_Provided records_

____________________

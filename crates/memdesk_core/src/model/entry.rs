//! Memory entry record and gateway request shapes.
//!
//! # Responsibility
//! - Carry entries exactly as the store reports them.
//! - Derive the bounded list preview of entry content.
//! - Normalize optional filter/category inputs (blank means absent).
//!
//! # Invariants
//! - `Entry::key` is unique within the store at any point in time.
//! - Previews never exceed `CONTENT_PREVIEW_CHARS` characters plus ellipsis.

use serde::{Deserialize, Serialize};

/// Maximum number of content characters shown in list rows.
pub const CONTENT_PREVIEW_CHARS: usize = 80;
/// Suffix appended to truncated previews.
pub const PREVIEW_ELLIPSIS: &str = "...";

/// One record of the remote memory store.
#[derive(Debug, Clone, PartialEq, Eq, Serialize, Deserialize)]
pub struct Entry {
    /// Stable store-assigned identifier for rendering; selection and
    /// deletion use `key`, never `id`.
    pub id: String,
    /// Operator-chosen natural identifier.
    pub key: String,
    /// Full, untruncated content.
    pub content: String,
    pub category: String,
    /// ISO-8601 timestamp as reported by the store.
    pub timestamp: String,
}

impl Entry {
    /// Content truncated for list display.
    pub fn content_preview(&self) -> String {
        truncate_preview(&self.content, CONTENT_PREVIEW_CHARS)
    }
}

/// Truncates `content` to `max_chars` characters, appending an ellipsis when cut.
pub fn truncate_preview(content: &str, max_chars: usize) -> String {
    let mut chars = content.char_indices();
    match chars.nth(max_chars) {
        None => content.to_string(),
        Some((cut, _)) => format!("{}{PREVIEW_ELLIPSIS}", &content[..cut]),
    }
}

/// Filters for one gateway query. `None` means unfiltered.
#[derive(Debug, Clone, Default, PartialEq, Eq, Serialize, Deserialize)]
pub struct EntryQuery {
    pub search_text: Option<String>,
    pub category: Option<String>,
}

impl EntryQuery {
    /// Unfiltered query used for the initial load.
    pub fn unfiltered() -> Self {
        Self::default()
    }

    /// Builds a query from raw filter inputs; blank inputs become `None`.
    pub fn from_filters(search_text: &str, category: &str) -> Self {
        Self {
            search_text: non_blank(search_text),
            category: non_blank(category),
        }
    }

    pub fn is_unfiltered(&self) -> bool {
        self.search_text.is_none() && self.category.is_none()
    }
}

/// Validated create request sent to the gateway.
#[derive(Debug, Clone, PartialEq, Eq, Serialize, Deserialize)]
pub struct NewEntry {
    /// Trimmed, non-empty key.
    pub key: String,
    /// Trimmed, non-empty content.
    pub content: String,
    /// Trimmed category, absent when blank.
    pub category: Option<String>,
}

/// Gateway answer to a remove request.
///
/// `deleted == false` means the store did not delete anything (e.g. unknown key).
#[derive(Debug, Clone, Copy, PartialEq, Eq, Serialize, Deserialize)]
pub struct RemoveOutcome {
    pub deleted: bool,
}

/// Returns the trimmed value, or `None` when it is blank.
pub fn non_blank(value: &str) -> Option<String> {
    let trimmed = value.trim();
    if trimmed.is_empty() {
        None
    } else {
        Some(trimmed.to_string())
    }
}

#[cfg(test)]
mod tests {
    use super::{non_blank, truncate_preview, Entry, EntryQuery, CONTENT_PREVIEW_CHARS};

    fn entry_with_content(content: &str) -> Entry {
        Entry {
            id: "1".to_string(),
            key: "k".to_string(),
            content: content.to_string(),
            category: "core".to_string(),
            timestamp: "2026-01-01T00:00:00Z".to_string(),
        }
    }

    #[test]
    fn preview_keeps_short_content_verbatim() {
        let entry = entry_with_content("dark mode");
        assert_eq!(entry.content_preview(), "dark mode");

        let exact = "x".repeat(CONTENT_PREVIEW_CHARS);
        assert_eq!(truncate_preview(&exact, CONTENT_PREVIEW_CHARS), exact);
    }

    #[test]
    fn preview_truncates_long_content_on_char_boundary() {
        let long = "é".repeat(CONTENT_PREVIEW_CHARS + 5);
        let entry = entry_with_content(&long);
        let preview = entry.content_preview();
        assert!(preview.ends_with("..."));
        assert_eq!(preview.chars().count(), CONTENT_PREVIEW_CHARS + 3);
        assert_eq!(entry.content, long);
    }

    #[test]
    fn blank_filters_mean_unfiltered() {
        let query = EntryQuery::from_filters("   ", "\t");
        assert!(query.is_unfiltered());

        let query = EntryQuery::from_filters(" dark ", "prefs");
        assert_eq!(query.search_text.as_deref(), Some("dark"));
        assert_eq!(query.category.as_deref(), Some("prefs"));
        assert_eq!(non_blank(""), None);
    }
}
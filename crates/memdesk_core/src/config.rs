//! Runtime configuration shared by the FFI panel and the CLI.
//!
//! # Invariants
//! - A blank `MEMDESK_DB_PATH` behaves like an unset one.

use std::path::PathBuf;

/// Environment variable naming the memory database file.
pub const DB_PATH_ENV: &str = "MEMDESK_DB_PATH";
/// File name used under the temp directory when no path is configured.
pub const DEFAULT_DB_FILE_NAME: &str = "memdesk.sqlite3";

/// Resolves the database path from `MEMDESK_DB_PATH`, falling back to the
/// temp directory.
pub fn resolve_db_path() -> PathBuf {
    db_path_from(std::env::var(DB_PATH_ENV).ok())
}

fn db_path_from(raw: Option<String>) -> PathBuf {
    match raw.as_deref().map(str::trim) {
        Some(path) if !path.is_empty() => PathBuf::from(path),
        _ => std::env::temp_dir().join(DEFAULT_DB_FILE_NAME),
    }
}

#[cfg(test)]
mod tests {
    use super::{db_path_from, DEFAULT_DB_FILE_NAME};
    use std::path::PathBuf;

    #[test]
    fn explicit_path_wins() {
        assert_eq!(
            db_path_from(Some(" /data/mem.sqlite3 ".to_string())),
            PathBuf::from("/data/mem.sqlite3")
        );
    }

    #[test]
    fn blank_or_missing_falls_back_to_temp_dir() {
        let expected = std::env::temp_dir().join(DEFAULT_DB_FILE_NAME);
        assert_eq!(db_path_from(None), expected);
        assert_eq!(db_path_from(Some("  ".to_string())), expected);
    }
}
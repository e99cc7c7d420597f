//! Recording in-memory gateway for tests and demos.
//!
//! Seeded with entries, records every call, and can be told to fail queries,
//! creates, or removal of specific keys.

use std::collections::{HashMap, HashSet};
use std::sync::{Mutex, MutexGuard};

use async_trait::async_trait;
use chrono::{SecondsFormat, Utc};

use crate::gateway::{GatewayError, GatewayResult, MemoryGateway};
use crate::model::entry::{Entry, EntryQuery, NewEntry, RemoveOutcome};

/// Category assigned to entries created without one.
pub const MOCK_DEFAULT_CATEGORY: &str = "core";

/// A recorded call to the mock gateway.
#[derive(Debug, Clone, PartialEq, Eq)]
pub enum MockCall {
    Query(EntryQuery),
    Create(NewEntry),
    Remove(String),
}

/// Mock implementation of `MemoryGateway`.
#[derive(Default)]
pub struct MockMemoryGateway {
    entries: Mutex<Vec<Entry>>,
    calls: Mutex<Vec<MockCall>>,
    query_error: Mutex<Option<GatewayError>>,
    create_error: Mutex<Option<GatewayError>>,
    remove_errors: Mutex<HashMap<String, GatewayError>>,
    undeletable: Mutex<HashSet<String>>,
    next_id: Mutex<u64>,
}

fn lock<T>(mutex: &Mutex<T>) -> MutexGuard<'_, T> {
    match mutex.lock() {
        Ok(guard) => guard,
        Err(poisoned) => poisoned.into_inner(),
    }
}

impl MockMemoryGateway {
    pub fn new() -> Self {
        Self::default()
    }

    /// Pre-populates the store; query results keep insertion order.
    pub fn with_entry(self, entry: Entry) -> Self {
        lock(&self.entries).push(entry);
        self
    }

    /// Seeds one entry per `(key, content, category)` triple.
    pub fn with_entries(self, rows: &[(&str, &str, &str)]) -> Self {
        rows.iter().fold(self, |gateway, (key, content, category)| {
            let entry = gateway.build_entry(key, content, category);
            gateway.with_entry(entry)
        })
    }

    /// Makes every subsequent query fail.
    pub fn with_query_error(self, err: GatewayError) -> Self {
        self.set_query_error(Some(err));
        self
    }

    /// Makes every subsequent create fail.
    pub fn with_create_error(self, err: GatewayError) -> Self {
        *lock(&self.create_error) = Some(err);
        self
    }

    /// Makes removal of `key` fail with `err`.
    pub fn with_remove_error(self, key: &str, err: GatewayError) -> Self {
        lock(&self.remove_errors).insert(key.to_string(), err);
        self
    }

    /// Makes removal of `key` answer `deleted = false` while keeping the entry.
    pub fn with_undeletable(self, key: &str) -> Self {
        lock(&self.undeletable).insert(key.to_string());
        self
    }

    /// Sets or clears the query failure after construction.
    pub fn set_query_error(&self, err: Option<GatewayError>) {
        *lock(&self.query_error) = err;
    }

    /// Returns all recorded calls.
    pub fn calls(&self) -> Vec<MockCall> {
        lock(&self.calls).clone()
    }

    /// Keys passed to `remove`, in call order.
    pub fn removed_keys(&self) -> Vec<String> {
        self.calls()
            .into_iter()
            .filter_map(|call| match call {
                MockCall::Remove(key) => Some(key),
                _ => None,
            })
            .collect()
    }

    /// Number of `create` calls seen.
    pub fn create_count(&self) -> usize {
        self.calls()
            .iter()
            .filter(|call| matches!(call, MockCall::Create(_)))
            .count()
    }

    /// Keys currently held by the store.
    pub fn stored_keys(&self) -> Vec<String> {
        lock(&self.entries)
            .iter()
            .map(|entry| entry.key.clone())
            .collect()
    }

    fn build_entry(&self, key: &str, content: &str, category: &str) -> Entry {
        let mut next_id = lock(&self.next_id);
        *next_id += 1;
        Entry {
            id: format!("mock-{}", *next_id),
            key: key.to_string(),
            content: content.to_string(),
            category: category.to_string(),
            timestamp: Utc::now().to_rfc3339_opts(SecondsFormat::Millis, true),
        }
    }

    fn record(&self, call: MockCall) {
        lock(&self.calls).push(call);
    }
}

fn matches_query(entry: &Entry, query: &EntryQuery) -> bool {
    if let Some(category) = query.category.as_deref() {
        if entry.category != category {
            return false;
        }
    }
    match query.search_text.as_deref() {
        None => true,
        Some(text) => {
            let needle = text.to_lowercase();
            entry.key.to_lowercase().contains(&needle)
                || entry.content.to_lowercase().contains(&needle)
        }
    }
}

#[async_trait]
impl MemoryGateway for MockMemoryGateway {
    async fn query(&self, query: &EntryQuery) -> GatewayResult<Vec<Entry>> {
        self.record(MockCall::Query(query.clone()));
        if let Some(err) = lock(&self.query_error).clone() {
            return Err(err);
        }
        Ok(lock(&self.entries)
            .iter()
            .filter(|entry| matches_query(entry, query))
            .cloned()
            .collect())
    }

    async fn create(&self, request: &NewEntry) -> GatewayResult<Entry> {
        self.record(MockCall::Create(request.clone()));
        if let Some(err) = lock(&self.create_error).clone() {
            return Err(err);
        }
        if lock(&self.entries)
            .iter()
            .any(|entry| entry.key == request.key)
        {
            return Err(GatewayError::Rejected(format!(
                "memory key already exists: `{}`",
                request.key
            )));
        }

        let category = request
            .category
            .as_deref()
            .unwrap_or(MOCK_DEFAULT_CATEGORY);
        let entry = self.build_entry(&request.key, &request.content, category);
        lock(&self.entries).push(entry.clone());
        Ok(entry)
    }

    async fn remove(&self, key: &str) -> GatewayResult<RemoveOutcome> {
        self.record(MockCall::Remove(key.to_string()));
        if let Some(err) = lock(&self.remove_errors).get(key).cloned() {
            return Err(err);
        }
        if lock(&self.undeletable).contains(key) {
            return Ok(RemoveOutcome { deleted: false });
        }

        let mut entries = lock(&self.entries);
        let before = entries.len();
        entries.retain(|entry| entry.key != key);
        Ok(RemoveOutcome {
            deleted: entries.len() < before,
        })
    }
}
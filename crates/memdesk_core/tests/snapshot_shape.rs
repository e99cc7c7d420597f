use memdesk_core::{MemoryController, MockMemoryGateway, CONTENT_PREVIEW_CHARS};
use std::sync::Arc;

#[tokio::test]
async fn snapshot_rows_carry_preview_selection_and_armed_state() {
    let long = "x".repeat(CONTENT_PREVIEW_CHARS + 20);
    let gateway = MockMemoryGateway::new()
        .with_entries(&[("short", "tiny", "facts"), ("long", long.as_str(), "prefs")]);
    let mut controller = MemoryController::new(Arc::new(gateway));
    controller.start().await;
    controller.toggle_selection("long");
    controller.request_delete("short");

    let snapshot = controller.snapshot();
    assert_eq!(snapshot.rows.len(), 2);
    assert_eq!(snapshot.rows[0].preview, "tiny");
    assert!(snapshot.rows[0].delete_armed);
    assert!(!snapshot.rows[0].selected);

    let long_row = &snapshot.rows[1];
    assert!(long_row.selected);
    assert_eq!(long_row.content, long);
    assert_eq!(
        long_row.preview,
        format!("{}...", "x".repeat(CONTENT_PREVIEW_CHARS))
    );
    assert_eq!(snapshot.selected_keys, vec!["long"]);
    assert_eq!(snapshot.categories, vec!["facts", "prefs"]);
    assert_eq!(snapshot.armed_delete_key.as_deref(), Some("short"));
}

#[tokio::test]
async fn snapshot_serializes_with_tagged_phase() {
    let gateway = MockMemoryGateway::new().with_entries(&[("k", "v", "core")]);
    let mut controller = MemoryController::new(Arc::new(gateway));
    controller.start().await;

    let value = serde_json::to_value(controller.snapshot()).unwrap();
    assert_eq!(value["phase"]["phase"], "ready");
    assert!(value["phase"]["banner"].is_null());
    assert_eq!(value["rows"][0]["key"], "k");
    assert_eq!(value["draft"]["submitting"], false);
}
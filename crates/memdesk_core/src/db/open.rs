//! Connection bootstrap for the memory database.
//!
//! # Invariants
//! - Returned connections have migrations fully applied.
//! - Every open attempt emits one `db_open` start event and one outcome event.
//! - `mem_lower` is registered before any caller sees the connection.

use super::migrations::apply_migrations;
use super::{DbError, DbResult};
use log::{error, info};
use rusqlite::functions::FunctionFlags;
use rusqlite::Connection;
use std::path::Path;
use std::time::{Duration, Instant};

/// Unicode lowercase scalar function used for case-insensitive search.
///
/// SQLite's own `lower()` and `LIKE` only fold ASCII.
pub const LOWER_FN: &str = "mem_lower";

/// Opens (or creates) a memory database file and migrates it.
pub fn open_db(path: impl AsRef<Path>) -> DbResult<Connection> {
    open_with("file", || Connection::open(path))
}

/// Opens a private in-memory database and migrates it.
pub fn open_db_in_memory() -> DbResult<Connection> {
    open_with("memory", Connection::open_in_memory)
}

fn open_with(
    mode: &'static str,
    connect: impl FnOnce() -> rusqlite::Result<Connection>,
) -> DbResult<Connection> {
    let started_at = Instant::now();
    info!("event=db_open module=db status=start mode={mode}");

    let result = connect()
        .map_err(|source| DbError::Open { mode, source })
        .and_then(|mut conn| bootstrap_connection(&mut conn).map(|()| conn));

    match &result {
        Ok(_) => info!(
            "event=db_open module=db status=ok mode={mode} duration_ms={}",
            started_at.elapsed().as_millis()
        ),
        Err(err) => error!(
            "event=db_open module=db status=error mode={mode} duration_ms={} error={}",
            started_at.elapsed().as_millis(),
            err
        ),
    }
    result
}

fn bootstrap_connection(conn: &mut Connection) -> DbResult<()> {
    conn.busy_timeout(Duration::from_secs(5))?;
    register_functions(conn)?;
    apply_migrations(conn)?;
    Ok(())
}

fn register_functions(conn: &Connection) -> DbResult<()> {
    conn.create_scalar_function(
        LOWER_FN,
        1,
        FunctionFlags::SQLITE_UTF8 | FunctionFlags::SQLITE_DETERMINISTIC,
        |ctx| {
            let value: Option<String> = ctx.get(0)?;
            Ok(value.map(|text| text.to_lowercase()))
        },
    )?;
    Ok(())
}
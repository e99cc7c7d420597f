use memdesk_core::{MemoryController, MockMemoryGateway};
use std::collections::BTreeSet;
use std::sync::Arc;

fn assert_selection_subset(controller: &MemoryController<MockMemoryGateway>) {
    let displayed: BTreeSet<String> = controller
        .entries()
        .entries()
        .iter()
        .map(|entry| entry.key.clone())
        .collect();
    for key in controller.selection().keys() {
        assert!(displayed.contains(&key), "selected key `{key}` not displayed");
    }
}

async fn loaded_controller() -> MemoryController<MockMemoryGateway> {
    let gateway = MockMemoryGateway::new().with_entries(&[
        ("a", "alpha", "facts"),
        ("b", "beta", "facts"),
        ("c", "gamma", "prefs"),
    ]);
    let mut controller = MemoryController::new(Arc::new(gateway));
    controller.start().await;
    controller
}

#[tokio::test]
async fn toggle_all_round_trips_between_empty_and_full() {
    let mut controller = loaded_controller().await;

    controller.toggle_select_all();
    assert_eq!(controller.selection().keys(), vec!["a", "b", "c"]);
    controller.toggle_select_all();
    assert!(controller.selection().is_empty());

    controller.toggle_select_all();
    let full = controller.selection().clone();
    controller.toggle_select_all();
    controller.toggle_select_all();
    assert_eq!(controller.selection(), &full);
    assert_selection_subset(&controller);
}

#[tokio::test]
async fn toggle_all_from_partial_selects_everything() {
    let mut controller = loaded_controller().await;
    assert!(controller.toggle_selection("b"));

    controller.toggle_select_all();
    assert_eq!(controller.selection().len(), 3);
    assert!(controller.snapshot().all_selected);
}

#[tokio::test]
async fn toggling_unknown_key_keeps_invariant() {
    let mut controller = loaded_controller().await;
    assert!(!controller.toggle_selection("missing"));
    assert!(controller.selection().is_empty());
    assert_selection_subset(&controller);
}

#[tokio::test]
async fn invariant_holds_across_mixed_operations() {
    let mut controller = loaded_controller().await;
    controller.toggle_selection("a");
    controller.toggle_selection("c");
    assert_selection_subset(&controller);

    assert!(controller.request_delete("a"));
    controller.confirm_delete("a").await.unwrap();
    assert_selection_subset(&controller);
    assert_eq!(controller.selection().keys(), vec!["c"]);

    controller.set_search_text("beta");
    controller.commit_filters().await;
    assert_selection_subset(&controller);
    assert!(controller.selection().is_empty());
}

#[tokio::test]
async fn toggle_all_round_trips_with_duplicate_rows() {
    let gateway = MockMemoryGateway::new().with_entries(&[("a", "x", "core"), ("a", "y", "core")]);
    let mut controller = MemoryController::new(Arc::new(gateway));
    controller.start().await;

    controller.toggle_select_all();
    assert_eq!(controller.selection().len(), 1);
    assert!(controller.snapshot().all_selected);

    controller.toggle_select_all();
    assert!(controller.selection().is_empty());
}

____________________

_What to do_
Word for word, reproduce the listing above from its start up to and including the line that has "remote memory store.". Give only those lines.

_Response below_
filename crates/memdesk_core/src/model/entry.rs
//! Memory entry record and gateway request shapes.
//!
//! # Responsibility
//! - Carry entries exactly as the store reports them.
//! - Derive the bounded list preview of entry content.
//! - Normalize optional filter/category inputs (blank means absent).
//!
//! # Invariants
//! - `Entry::key` is unique within the store at any point in time.
//! - Previews never exceed `CONTENT_PREVIEW_CHARS` characters plus ellipsis.

use serde::{Deserialize, Serialize};

/// Maximum number of content characters shown in list rows.
pub const CONTENT_PREVIEW_CHARS: usize = 80;
/// Suffix appended to truncated previews.
pub const PREVIEW_ELLIPSIS: &str = "...";

/// One record of the remote memory store.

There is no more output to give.